BEGIN

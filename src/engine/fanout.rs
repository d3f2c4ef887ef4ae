// src/engine/fanout.rs

//! Fan-out of a per-node operation over every node of one kind.
//!
//! Node ids are read from the registry at dispatch time, one detached tokio
//! task is spawned per node, and the caller gets a [`BatchHandle`] back
//! straight away. Units never observe each other: a unit that fails or
//! times out is reported in its own slot and nothing else changes.
//!
//! Dropping a handle detaches the batch; the units keep running.

use std::future::Future;
use std::sync::Arc;
use std::sync::atomic::{AtomicU64, Ordering};
use std::time::Duration;

use anyhow::anyhow;
use tokio::task::JoinHandle;
use tracing::{debug, info, warn};

use crate::budget::SoftDeadline;
use crate::engine::operations::{Operation, OperationTable};
use crate::engine::unit::{UnitOutcome, UnitReport, run_bounded};
use crate::errors::{DaqError, Result};
use crate::registry::NodeRegistry;
use crate::types::{NodeId, NodeKind};

static NEXT_BATCH_ID: AtomicU64 = AtomicU64::new(1);

#[derive(Debug, Clone)]
pub struct FanoutScheduler {
    registry: Arc<dyn NodeRegistry>,
    operations: Arc<OperationTable>,
}

impl FanoutScheduler {
    pub fn new(registry: Arc<dyn NodeRegistry>, operations: Arc<OperationTable>) -> Self {
        Self {
            registry,
            operations,
        }
    }

    pub fn operations(&self) -> &OperationTable {
        &self.operations
    }

    /// Enumerate the nodes of `aggregate`'s kind and spawn one unit each.
    ///
    /// Fails only if enumeration itself fails; per-node failures are
    /// reported through the handle.
    pub async fn dispatch<F, Fut>(&self, aggregate: Operation, unit: F) -> Result<BatchHandle>
    where
        F: Fn(NodeId, SoftDeadline) -> Fut + Send + Sync + 'static,
        Fut: Future<Output = Result<()>> + Send + 'static,
    {
        let (member, kind) = aggregate.fan_out().ok_or_else(|| {
            DaqError::Other(anyhow!("{aggregate} is not an aggregate operation"))
        })?;

        let nodes = self.enumerate(aggregate, kind).await?;
        let batch_id = NEXT_BATCH_ID.fetch_add(1, Ordering::Relaxed);
        let budget = self.operations.budget(member);
        info!(
            batch = batch_id,
            op = %aggregate,
            nodes = nodes.len(),
            "dispatching batch"
        );

        let unit = Arc::new(unit);
        let handles = nodes
            .iter()
            .map(|node| {
                let unit = Arc::clone(&unit);
                let id = node.clone();
                let handle = tokio::spawn(run_bounded(member, node.clone(), budget, move |deadline| {
                    unit(id, deadline)
                }));
                (node.clone(), handle)
            })
            .collect();

        Ok(BatchHandle {
            batch_id,
            operation: aggregate,
            member,
            nodes,
            handles,
        })
    }

    /// Spawn a single bounded unit for one node.
    pub fn dispatch_one<F, Fut>(&self, operation: Operation, node: NodeId, unit: F) -> UnitHandle
    where
        F: FnOnce(SoftDeadline) -> Fut + Send + 'static,
        Fut: Future<Output = Result<()>> + Send + 'static,
    {
        let budget = self.operations.budget(operation);
        debug!(node = %node, op = %operation, "dispatching unit");
        let id = node.clone();
        let handle = tokio::spawn(run_bounded(operation, node, budget, unit));
        UnitHandle {
            node: id,
            operation,
            handle,
        }
    }

    /// Node ids of `kind`, fresh from the registry, bounded by the
    /// aggregate's hard budget.
    async fn enumerate(&self, aggregate: Operation, kind: NodeKind) -> Result<Vec<NodeId>> {
        let budget = self.operations.budget(aggregate);
        let registry = Arc::clone(&self.registry);
        let listing = tokio::task::spawn_blocking(move || registry.list_ids(kind));
        match tokio::time::timeout(budget.hard, listing).await {
            Ok(Ok(ids)) => ids,
            Ok(Err(join)) => Err(DaqError::Other(anyhow!("node enumeration task failed: {join}"))),
            Err(_) => Err(DaqError::Timeout(budget.hard)),
        }
    }
}

/// The in-flight units of one batch.
#[derive(Debug)]
pub struct BatchHandle {
    pub batch_id: u64,
    pub operation: Operation,
    pub member: Operation,
    pub nodes: Vec<NodeId>,
    handles: Vec<(NodeId, JoinHandle<UnitReport>)>,
}

impl BatchHandle {
    /// Wait for every unit to finish or time out.
    pub async fn join(self) -> BatchReport {
        let mut units = Vec::with_capacity(self.handles.len());
        for (node, handle) in self.handles {
            units.push(join_unit(node, self.member, handle).await);
        }
        let report = BatchReport {
            batch_id: self.batch_id,
            operation: self.operation,
            units,
        };
        info!(
            batch = report.batch_id,
            op = %report.operation,
            succeeded = report.succeeded(),
            failed = report.units.len() - report.succeeded(),
            "batch complete"
        );
        report
    }
}

#[derive(Debug)]
pub struct UnitHandle {
    pub node: NodeId,
    pub operation: Operation,
    handle: JoinHandle<UnitReport>,
}

impl UnitHandle {
    pub async fn join(self) -> UnitReport {
        join_unit(self.node, self.operation, self.handle).await
    }
}

async fn join_unit(node: NodeId, operation: Operation, handle: JoinHandle<UnitReport>) -> UnitReport {
    match handle.await {
        Ok(report) => report,
        Err(e) => {
            warn!(node = %node, op = %operation, error = %e, "unit task did not complete");
            UnitReport {
                node,
                operation,
                outcome: UnitOutcome::Failed(DaqError::Other(anyhow!("unit task aborted: {e}"))),
                elapsed: Duration::ZERO,
            }
        }
    }
}

/// Per-node outcomes of a finished batch, in dispatch order.
#[derive(Debug)]
pub struct BatchReport {
    pub batch_id: u64,
    pub operation: Operation,
    pub units: Vec<UnitReport>,
}

impl BatchReport {
    pub fn succeeded(&self) -> usize {
        self.units.iter().filter(|u| u.outcome.is_success()).count()
    }

    pub fn all_succeeded(&self) -> bool {
        self.succeeded() == self.units.len()
    }

    pub fn unit(&self, node: &str) -> Option<&UnitReport> {
        self.units.iter().find(|u| u.node == node)
    }
}
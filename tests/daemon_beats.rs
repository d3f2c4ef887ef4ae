// tests/daemon_beats.rs

use std::time::Duration;

use daqctl::config::Schedule;
use daqctl::daemon::run_daemon;
use daqctl::errors::DaqError;
use daqctl::registry::{NodeRecord, NodeRegistry};
use daqctl::types::Liveness;
use daqctl_test_utils::builders::{ConfigFileBuilder, EccNodeBuilder, Harness};
use daqctl_test_utils::fake_remote::HostScript;
use daqctl_test_utils::{init_tracing, with_timeout};
use tokio_util::sync::CancellationToken;

#[tokio::test]
async fn beat_polls_until_cancelled() {
    init_tracing();
    let h = Harness::new(
        ConfigFileBuilder::new().build(),
        [EccNodeBuilder::new("ecc1").build()],
    );
    h.connector.script("ecc1", HostScript::ecc());

    let schedule = Schedule {
        check_ecc_every: Some(Duration::from_millis(50)),
        ..Schedule::default()
    };
    let cancel = CancellationToken::new();
    let daemon = tokio::spawn(run_daemon(h.controller.clone(), schedule, cancel.clone()));

    tokio::time::sleep(Duration::from_millis(180)).await;
    cancel.cancel();
    with_timeout(daemon).await.unwrap().unwrap();

    // Give the last detached batch a moment to finish its unit.
    tokio::time::sleep(Duration::from_millis(50)).await;

    assert!(h.connector.connect_attempts("ecc1") >= 2);
    assert_eq!(h.registry.get("ecc1").unwrap().online(), Liveness::Online);
    // Only the enabled beat ran.
    assert!(h.connector.commands("ecc1").iter().all(|c| c == "ps -e"));

    let after_stop = h.connector.connect_attempts("ecc1");
    tokio::time::sleep(Duration::from_millis(120)).await;
    assert_eq!(h.connector.connect_attempts("ecc1"), after_stop);
}

#[tokio::test]
async fn empty_schedule_is_rejected() {
    init_tracing();
    let h = Harness::new(ConfigFileBuilder::new().build(), Vec::<NodeRecord>::new());
    let err = run_daemon(h.controller.clone(), Schedule::default(), CancellationToken::new())
        .await
        .unwrap_err();
    assert!(matches!(err, DaqError::ConfigError(_)));
}
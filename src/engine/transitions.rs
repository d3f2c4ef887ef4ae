// src/engine/transitions.rs

//! ECC state requests and refreshes against the registry.

use tracing::info;

use crate::budget::SoftDeadline;
use crate::engine::env::WorkerEnv;
use crate::errors::{DaqError, Result};
use crate::registry::NodeUpdate;
use crate::types::StateName;

/// Move ECC node `id` to `target`.
///
/// The request is checked against the recorded state first; an illegal one
/// fails without contacting the node. On timeout the previously recorded
/// state is kept and must be re-polled.
pub async fn request_transition(
    env: &WorkerEnv,
    id: &str,
    target: &str,
    deadline: SoftDeadline,
) -> Result<StateName> {
    let node = env.fetch(id).await?.into_ecc()?;
    env.ecc.validate(node.state.as_deref(), target)?;
    let from = node
        .state
        .clone()
        .unwrap_or_else(|| env.ecc.graph().initial().to_string());

    let mut session = env.open_session(id, &node.endpoint, deadline).await?;
    let result = env.ecc.drive_transition(&mut session, &from, target).await;
    let ack = match session.finish(result).await {
        Ok(ack) => ack,
        Err(e) => {
            env.record_failure(id, &e).await;
            return Err(e);
        }
    };

    if ack.reached_target {
        env.record(id, &NodeUpdate::new().state(ack.state.clone()).clear_error()).await?;
        info!(node = %id, from = %from, state = %ack.state, "transition acknowledged");
        Ok(ack.state)
    } else {
        let err = DaqError::RemoteCommand(format!(
            "{id} entered state '{}' instead of '{target}'",
            ack.state
        ));
        env.record(
            id,
            &NodeUpdate::new().state(ack.state.clone()).error(err.to_string()),
        )
        .await?;
        Err(err)
    }
}

/// Read ECC node `id`'s state and overwrite the recorded one.
pub async fn refresh_state(env: &WorkerEnv, id: &str, deadline: SoftDeadline) -> Result<StateName> {
    let node = env.fetch(id).await?.into_ecc()?;
    let mut session = env.open_session(id, &node.endpoint, deadline).await?;
    let result = env.ecc.query(&mut session).await;
    match session.finish(result).await {
        Ok(state) => {
            env.record(id, &NodeUpdate::new().state(state.clone()).clear_error()).await?;
            info!(node = %id, state = %state, "ECC state refreshed");
            Ok(state)
        }
        Err(e) => {
            env.record_failure(id, &e).await;
            Err(e)
        }
    }
}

END

Instructions for the task — Please write out, exactly as they appear above, only the lines in the stretch from the line with "that fails or" through the line with "through the handle.".

Solution below —
//! straight away. Units never observe each other: a unit that fails or
//! times out is reported in its own slot and nothing else changes.
//!
//! Dropping a handle detaches the batch; the units keep running.

use std::future::Future;
use std::sync::Arc;
use std::sync::atomic::{AtomicU64, Ordering};
use std::time::Duration;

use anyhow::anyhow;
use tokio::task::JoinHandle;
use tracing::{debug, info, warn};

use crate::budget::SoftDeadline;
use crate::engine::operations::{Operation, OperationTable};
use crate::engine::unit::{UnitOutcome, UnitReport, run_bounded};
use crate::errors::{DaqError, Result};
use crate::registry::NodeRegistry;
use crate::types::{NodeId, NodeKind};

static NEXT_BATCH_ID: AtomicU64 = AtomicU64::new(1);

#[derive(Debug, Clone)]
pub struct FanoutScheduler {
    registry: Arc<dyn NodeRegistry>,
    operations: Arc<OperationTable>,
}

impl FanoutScheduler {
    pub fn new(registry: Arc<dyn NodeRegistry>, operations: Arc<OperationTable>) -> Self {
        Self {
            registry,
            operations,
        }
    }

    pub fn operations(&self) -> &OperationTable {
        &self.operations
    }

    /// Enumerate the nodes of `aggregate`'s kind and spawn one unit each.
    ///
    /// Fails only if enumeration itself fails; per-node failures are
    /// reported through the handle.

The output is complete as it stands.